A variant of the approach of Fig. 4-22 uses a dual-ported disk shared between the primary and secondary. In this configuration, when the primary gets a request, it writes the request to disk before doing any work and also writes the results to disk. No messages to or from the backup are needed. If the primary crashes, the backup can see the state of the world by reading the disk. The disadvantage of this scheme is that there is only one disk, so if that fails, everything is lost. Of course, at the cost of extra equipment and performance, the disk could also be replicated and all writes could be done to both disks.

In many distributed systems there is a need to have processes agree on something. Examples are electing a coordinator, deciding whether to commit a transaction or not, dividing up tasks among workers, synchronization, and so on. When the communication and processors are all perfect, reaching such agreement is often straightforward, but when they are not, problems arise. In this section we will look at some of the problems and their solutions (or lack thereof).

The general goal of distributed agreement algorithms is to have all the non-faulty processors reach consensus on some issue, and do that within a finite number of steps. Different cases are possible depending on system parameters, including:

1. Are messages delivered reliably all the time?

2. Can processes crash, and if so, fail-silent or Byzantine?

3. Is the system synchronous or asynchronous?

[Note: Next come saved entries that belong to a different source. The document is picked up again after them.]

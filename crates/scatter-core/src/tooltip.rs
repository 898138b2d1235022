// File: crates/scatter-core/src/tooltip.rs
// Summary: Tooltip text for the hovered record under the current axis selection.

use crate::dataset::DataRecord;
use crate::dimension::{XDimension, YDimension};
use crate::scene::TooltipBox;
use crate::ticks::group_thousands;

/// Tooltip block for one record: full state name, then one line per axis,
/// formatted for the currently selected dimension pair.
pub fn tooltip_for(
    record: &DataRecord,
    x_dim: XDimension,
    y_dim: YDimension,
    anchor_x: f32,
    anchor_y: f32,
) -> TooltipBox {
    TooltipBox {
        anchor_x,
        anchor_y,
        title: record.state.clone(),
        x_line: format!("{} {}", x_dim.tooltip_prefix(), format_x_value(x_dim, x_dim.value_of(record))),
        y_line: format!("{} {}", y_dim.tooltip_prefix(), format_y_value(y_dim.value_of(record))),
    }
}

/// Income is currency with thousands separators; age is a plain number; the
/// remaining x dimension is percentage-valued.
pub fn format_x_value(dim: XDimension, v: f64) -> String {
    match dim {
        XDimension::Income => format!("${}", group_thousands(v.round() as i64)),
        XDimension::Age => format_plain(v),
        XDimension::Poverty => format!("{}%", format_plain(v)),
    }
}

/// Every y dimension is percentage-valued.
pub fn format_y_value(v: f64) -> String {
    format!("{}%", format_plain(v))
}

/// Plain numeric rendering without trailing ".0" noise: 38.0 -> "38",
/// 18.2 -> "18.2".
fn format_plain(v: f64) -> String {
    if v.fract() == 0.0 && v.abs() < 1e15 {
        format!("{}", v as i64)
    } else {
        format!("{v}")
    }
}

Before considering the case of faulty processors, let us look at the "easy" case of perfect processors but communication lines that can lose messages. There is a famous problem, known as the two-army problem, which illustrates the difficulty of getting even two perfect processors to reach agreement about 1 bit of information. The red army, with 5000 troops, is encamped in a valley. Two blue armies, each 3000 strong, are encamped on the surrounding hillsides overlooking the valley. If the two blue armies can coordinate their attacks on the red army, they will be victorious. However, if either one attacks by itself it will be slaughtered. The goal of the blue armies is to reach agreement about attacking. The catch is that they can only communicate using an unreliable channeclass="underline" sending a messenger who is subject to capture by the red army.

Suppose that the commander of blue army 1, General Alexander, sends a message to the commander of blue army 2, General Bonaparte, reading: "I have a plan — let's attack at dawn tomorrow." The messenger gets through and Bonaparte sends him back with a note saying: "Splendid idea, Alex. See you at dawn tomorrow." The messenger gets back to his base safely, delivers his messages, and Alexander tells his troops to prepare for battle at dawn.

However, later that day, Alexander realizes that Bonaparte does not know if the messenger got back safely and not knowing this, may not dare to attack. Consequently, Alexander tells the messenger to go tell Bonaparte that his (Bonaparte's) message arrived and that the battle is set.

Once again the messenger gets through and delivers the acknowledgement. But now Bonaparte worries that Alexander does not know if the acknowledgement got through. He reasons that if Bonaparte thinks that the messenger was captured, he will not be sure about his (Alexander's) plans, and may not risk the attack, so he sends the messenger back again.

Even if the messenger makes it through every time, it is easy to show that Alexander and Bonaparte will never reach agreement, no matter how many acknowledgements they send. Assume that there is some protocol that terminates in a finite number of steps. Remove any extra steps at the end to get the minimum protocol that works. Some message is now the last one and it is essential to the agreement (because this is the minimum protocol). If this message fails to arrive, the war is off.

However, the sender of the last message does not know if the last message arrived. If it did not, the protocol did not complete and the other general will not attack. Thus the sender of the last message cannot know if the war is scheduled or not, and hence cannot safely commit his troops. Since the receiver of the last message knows the sender cannot be sure, he will not risk certain death either, and there is no agreement. Even with nonfaulty processors (generals), agreement between even two processes is not possible in the face of unreliable communication.